**YOUR GOAL:** An exact, complete copy of the entries is what is needed.

**SUPPLIED DATA:**
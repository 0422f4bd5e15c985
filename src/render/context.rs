//! Render context: shared resources available to every card render.
//!
//! One context is built per run and shared by all worker threads. Decoded
//! images and loaded fonts are cached by resolved location; the caches are
//! read-through and never evicted, and two threads missing on the same key
//! may both load it (the later insert wins, both results are identical).

use std::collections::HashMap;
use std::path::Path;
use std::sync::{Arc, PoisonError, RwLock};

use image::DynamicImage;

use super::assets::{AssetRef, Fetcher};
use super::font::FontFace;
use crate::error::{CardgenError, Result};

const FONT_EXTENSIONS: [&str; 2] = ["ttf", "otf"];

/// Shared caches and the asset fetcher.
pub struct RenderContext {
    fetcher: Fetcher,
    images: RwLock<HashMap<String, Arc<DynamicImage>>>,
    fonts: RwLock<HashMap<String, FontFace>>,
}

impl RenderContext {
    /// Create a context with network access (when built with `remote`).
    pub fn new() -> Self {
        Self::with_fetcher(Fetcher::new())
    }

    /// Create a minimal context for tests: empty caches, no network.
    pub fn empty() -> Self {
        Self::with_fetcher(Fetcher::offline())
    }

    pub fn with_fetcher(fetcher: Fetcher) -> Self {
        Self {
            fetcher,
            images: RwLock::new(HashMap::new()),
            fonts: RwLock::new(HashMap::new()),
        }
    }

    /// Load and decode an image, using the cache when possible.
    ///
    /// `dirs` are the directories relative paths are resolved against, in
    /// order.
    pub fn load_image(&self, raw: &str, dirs: &[&Path]) -> Result<Arc<DynamicImage>> {
        if raw.trim().is_empty() {
            return Err(CardgenError::Asset("empty image source".into()));
        }
        let asset = AssetRef::locate(raw, dirs);
        let key = asset.key();

        if let Some(img) = self
            .images
            .read()
            .unwrap_or_else(PoisonError::into_inner)
            .get(&key)
        {
            tracing::trace!(%asset, "image cache hit");
            return Ok(Arc::clone(img));
        }

        let bytes = self.fetcher.read(&asset)?;
        let img = image::load_from_memory(&bytes)
            .map_err(|e| CardgenError::Asset(format!("failed to decode {}: {}", asset, e)))?;
        let img = Arc::new(img);
        tracing::debug!(%asset, width = img.width(), height = img.height(), "loaded image");

        self.images
            .write()
            .unwrap_or_else(PoisonError::into_inner)
            .insert(key, Arc::clone(&img));
        Ok(img)
    }

    /// Font face for a layer's `font.family`.
    ///
    /// A family naming a `.ttf`/`.otf` file is loaded relative to
    /// `template_dir`; anything else, or a font that fails to load, is the
    /// built-in bitmap face.
    pub fn font(&self, family: &str, template_dir: &Path) -> FontFace {
        let family = family.trim();
        let is_font_file = Path::new(family)
            .extension()
            .and_then(|e| e.to_str())
            .is_some_and(|e| FONT_EXTENSIONS.iter().any(|x| e.eq_ignore_ascii_case(x)));
        if !is_font_file {
            return FontFace::Bitmap;
        }

        let asset = AssetRef::locate(family, &[template_dir]);
        let key = asset.key();
        if let Some(face) = self
            .fonts
            .read()
            .unwrap_or_else(PoisonError::into_inner)
            .get(&key)
        {
            return face.clone();
        }

        let face = self
            .fetcher
            .read(&asset)
            .and_then(FontFace::from_bytes)
            .unwrap_or_else(|e| {
                tracing::warn!(font = %asset, error = %e, "falling back to built-in font");
                FontFace::Bitmap
            });

        self.fonts
            .write()
            .unwrap_or_else(PoisonError::into_inner)
            .insert(key, face.clone());
        face
    }

    /// Number of decoded images held in the cache.
    pub fn cached_images(&self) -> usize {
        self.images
            .read()
            .unwrap_or_else(PoisonError::into_inner)
            .len()
    }
}

impl Default for RenderContext {
    fn default() -> Self {
        Self::new()
    }
}
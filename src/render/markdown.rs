//! Markdown subset used inside text layers.
//!
//! Supported: `#`..`######` headers, `---`/`***` rules, `***bold italic***`,
//! `**bold**`, `*italic*`, and line breaks. Everything else is plain text.
//!
//! Styles do not nest: `**bold *and italic* still bold**` is one bold run
//! followed by literal asterisks, never a composed style.

/// Kind of a parsed line.
#[derive(Debug, Clone, Copy, PartialEq, Eq)]
pub enum LineKind {
    Normal,
    /// Header level 1..=6.
    Header(u8),
    Rule,
}

/// A contiguous piece of text with one style.
#[derive(Debug, Clone, PartialEq, Eq)]
pub struct Run {
    pub text: String,
    pub bold: bool,
    pub italic: bool,
}

impl Run {
    pub fn plain(text: impl Into<String>) -> Self {
        Self {
            text: text.into(),
            bold: false,
            italic: false,
        }
    }
}

/// One input line after classification and inline parsing.
#[derive(Debug, Clone, PartialEq, Eq)]
pub struct Line {
    pub kind: LineKind,
    pub runs: Vec<Run>,
}

impl Line {
    /// A normal line with no runs: spacing only.
    pub fn is_blank(&self) -> bool {
        self.kind == LineKind::Normal && self.runs.is_empty()
    }
}

/// Inline markers in priority order: (marker, bold, italic).
const MARKERS: [(&str, bool, bool); 3] = [("***", true, true), ("**", true, false), ("*", false, true)];

/// Parse text into classified lines.
pub fn parse(text: &str) -> Vec<Line> {
    text.split('\n').map(parse_line).collect()
}

fn parse_line(raw: &str) -> Line {
    let line = raw.trim();
    if line.is_empty() {
        return Line {
            kind: LineKind::Normal,
            runs: Vec::new(),
        };
    }
    if line.starts_with("---") || line.starts_with("***") {
        return Line {
            kind: LineKind::Rule,
            runs: Vec::new(),
        };
    }

    let hashes = line.bytes().take_while(|&b| b == b'#').count();
    if (1..=6).contains(&hashes) && line[hashes..].starts_with(' ') {
        return Line {
            kind: LineKind::Header(hashes as u8),
            runs: parse_inline(line[hashes..].trim()),
        };
    }

    Line {
        kind: LineKind::Normal,
        runs: parse_inline(line),
    }
}

/// Split a line into styled runs.
///
/// At each `*` the markers are tried longest first; a marker only opens a
/// run when the same marker closes it later with non-empty text in between.
/// Unmatched asterisks stay in the plain text.
pub fn parse_inline(text: &str) -> Vec<Run> {
    let mut runs = Vec::new();
    let mut plain = String::new();
    let mut i = 0;

    'scan: while i < text.len() {
        let rest = &text[i..];
        if rest.starts_with('*') {
            for (marker, bold, italic) in MARKERS {
                if !rest.starts_with(marker) {
                    continue;
                }
                let inner = &rest[marker.len()..];
                if let Some(close) = inner.find(marker)
                    && close > 0
                {
                    if !plain.is_empty() {
                        runs.push(Run::plain(std::mem::take(&mut plain)));
                    }
                    runs.push(Run {
                        text: inner[..close].to_string(),
                        bold,
                        italic,
                    });
                    i += marker.len() * 2 + close;
                    continue 'scan;
                }
            }
            plain.push('*');
            i += 1;
            continue;
        }

        let next = rest.find('*').unwrap_or(rest.len());
        plain.push_str(&rest[..next]);
        i += next;
    }

    if !plain.is_empty() {
        runs.push(Run::plain(plain));
    }
    runs
}

/// Drop every line whose trimmed text starts with `#`.
pub fn strip_headers(text: &str) -> String {
    text.lines()
        .filter(|l| !l.trim_start().starts_with('#'))
        .collect::<Vec<_>>()
        .join("\n")
}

**RESPONSE TO THIS EXERCISE:**
repository 0422f4bd5e15c985
filename src/render/context.rs
//! Render context: shared resources available to every card render.
//!
//! One context is built per run and shared by all worker threads. Decoded
//! images and loaded fonts are cached by resolved location; the caches are
//! read-through and never evicted, and two threads missing on the same key
//! may both load it (the later insert wins, both results are identical).

use std::collections::HashMap;
use std::path::Path;
use std::sync::{Arc, PoisonError, RwLock};

use image::DynamicImage;

use super::assets::{AssetRef, Fetcher};
use super::font::FontFace;
use crate::error::{CardgenError, Result};

const FONT_EXTENSIONS: [&str; 2] = ["ttf", "otf"];

/// Shared caches and the asset fetcher.
pub struct RenderContext {
    fetcher: Fetcher,
    images: RwLock<HashMap<String, Arc<DynamicImage>>>,
    fonts: RwLock<HashMap<String, FontFace>>,
}

impl RenderContext {
    /// Create a context with network access (when built with `remote`).
    pub fn new() -> Self {
        Self::with_fetcher(Fetcher::new())
    }

    /// Create a minimal context for tests: empty caches, no network.
    pub fn empty() -> Self {
        Self::with_fetcher(Fetcher::offline())
    }

    pub fn with_fetcher(fetcher: Fetcher) -> Self {
        Self {
            fetcher,
            images: RwLock::new(HashMap::new()),
            fonts: RwLock::new(HashMap::new()),
        }
    }

    /// Load and decode an image, using the cache when possible.
    ///
    /// `dirs` are the directories relative paths are resolved against, in
    /// order.
    pub fn load_image(&self, raw: &str, dirs: &[&Path]) -> Result<Arc<DynamicImage>> {
        if raw.trim().is_empty() {
            return Err(CardgenError::Asset("empty image source".into()));
        }
        let asset = AssetRef::locate(raw, dirs);
        let key = asset.key();

        if let Some(img) = self
            .images
            .read()
            .unwrap_or_else(PoisonError::into_inner)
            .get(&key)
        {
            tracing::trace!(%asset, "image cache hit");
            return Ok(Arc::clone(img));
        }

        let bytes = self.fetcher.read(&asset)?;
        let img = image::load_from_memory(&bytes)
            .map_err(|e| CardgenError::Asset(format!("failed to decode {}: {}", asset, e)))?;
        let img = Arc::new(img);
        tracing::debug!(%asset, width = img.width(), height = img.height(), "loaded image");

        self.images
            .write()
            .unwrap_or_else(PoisonError::into_inner)
            .insert(key, Arc::clone(&img));
        Ok(img)
    }

    /// Font face for a layer's `font.family`.
    ///
    /// A family naming a `.ttf`/`.otf` file is loaded relative to
    /// `template_dir`; anything else, or a font that fails to load, is the
    /// built-in bitmap face.
    pub fn font(&self, family: &str, template_dir: &Path) -> FontFace {
        let family = family.trim();
        let is_font_file = Path::new(family)
            .extension()
            .and_then(|e| e.to_str())
            .is_some_and(|e| FONT_EXTENSIONS.iter().any(|x| e.eq_ignore_ascii_case(x)));
        if !is_font_file {
            return FontFace::Bitmap;
        }

        let asset = AssetRef::locate(family, &[template_dir]);
        let key = asset.key();
        if let Some(face) = self
            .fonts
            .read()
            .unwrap_or_else(PoisonError::into_inner)
            .get(&key)
        {
            return face.clone();
        }

        let face = self
            .fetcher
            .read(&asset)
            .and_then(FontFace::from_bytes)
            .unwrap_or_else(|e| {
                tracing::warn!(font = %asset, error = %e, "falling back to built-in font");
                FontFace::Bitmap
            });

        self.fonts
            .write()
            .unwrap_or_else(PoisonError::into_inner)
            .insert(key, face.clone());
        face
    }

    /// Number of decoded images held in the cache.
    pub fn cached_images(&self) -> usize {
        self.images
            .read()
            .unwrap_or_else(PoisonError::into_inner)
            .len()
    }
}

impl Default for RenderContext {
    fn default() -> Self {
        Self::new()
    }
}
filename src/render/markdown.rs
//! Markdown subset used inside text layers.
//!
//! Supported: `#`..`######` headers, `---`/`***` rules, `***bold italic***`,
//! `**bold**`, `*italic*`, and line breaks. Everything else is plain text.
//!
//! Styles do not nest: `**bold *and italic* still bold**` is one bold run
//! followed by literal asterisks, never a composed style.

/// Kind of a parsed line.
#[derive(Debug, Clone, Copy, PartialEq, Eq)]
pub enum LineKind {
    Normal,
    /// Header level 1..=6.
    Header(u8),
    Rule,
}

/// A contiguous piece of text with one style.
#[derive(Debug, Clone, PartialEq, Eq)]
pub struct Run {
    pub text: String,
    pub bold: bool,
    pub italic: bool,
}

impl Run {
    pub fn plain(text: impl Into<String>) -> Self {
        Self {
            text: text.into(),
            bold: false,
            italic: false,
        }
    }
}

/// One input line after classification and inline parsing.
#[derive(Debug, Clone, PartialEq, Eq)]
pub struct Line {
    pub kind: LineKind,
    pub runs: Vec<Run>,
}

impl Line {
    /// A normal line with no runs: spacing only.
    pub fn is_blank(&self) -> bool {
        self.kind == LineKind::Normal && self.runs.is_empty()
    }
}

/// Inline markers in priority order: (marker, bold, italic).
const MARKERS: [(&str, bool, bool); 3] = [("***", true, true), ("**", true, false), ("*", false, true)];

/// Parse text into classified lines.
pub fn parse(text: &str) -> Vec<Line> {
    text.split('\n').map(parse_line).collect()
}

fn parse_line(raw: &str) -> Line {
    let line = raw.trim();
    if line.is_empty() {
        return Line {
            kind: LineKind::Normal,
            runs: Vec::new(),
        };
    }
    if line.starts_with("---") || line.starts_with("***") {
        return Line {
            kind: LineKind::Rule,
            runs: Vec::new(),
        };
    }

    let hashes = line.bytes().take_while(|&b| b == b'#').count();
    if (1..=6).contains(&hashes) && line[hashes..].starts_with(' ') {
        return Line {
            kind: LineKind::Header(hashes as u8),
            runs: parse_inline(line[hashes..].trim()),
        };
    }

    Line {
        kind: LineKind::Normal,
        runs: parse_inline(line),
    }
}

/// Split a line into styled runs.
///
/// At each `*` the markers are tried longest first; a marker only opens a
/// run when the same marker closes it later with non-empty text in between.
/// Unmatched asterisks stay in the plain text.
pub fn parse_inline(text: &str) -> Vec<Run> {
    let mut runs = Vec::new();
    let mut plain = String::new();
    let mut i = 0;

    'scan: while i < text.len() {
        let rest = &text[i..];
        if rest.starts_with('*') {
            for (marker, bold, italic) in MARKERS {
                if !rest.starts_with(marker) {
                    continue;
                }
                let inner = &rest[marker.len()..];
                if let Some(close) = inner.find(marker)
                    && close > 0
                {
                    if !plain.is_empty() {
                        runs.push(Run::plain(std::mem::take(&mut plain)));
                    }
                    runs.push(Run {
                        text: inner[..close].to_string(),
                        bold,
                        italic,
                    });
                    i += marker.len() * 2 + close;
                    continue 'scan;
                }
            }
            plain.push('*');
            i += 1;
            continue;
        }

        let next = rest.find('*').unwrap_or(rest.len());
        plain.push_str(&rest[..next]);
        i += next;
    }

    if !plain.is_empty() {
        runs.push(Run::plain(plain));
    }
    runs
}

/// Drop every line whose trimmed text starts with `#`.
pub fn strip_headers(text: &str) -> String {
    text.lines()
        .filter(|l| !l.trim_start().starts_with('#'))
        .collect::<Vec<_>>()
        .join("\n")
}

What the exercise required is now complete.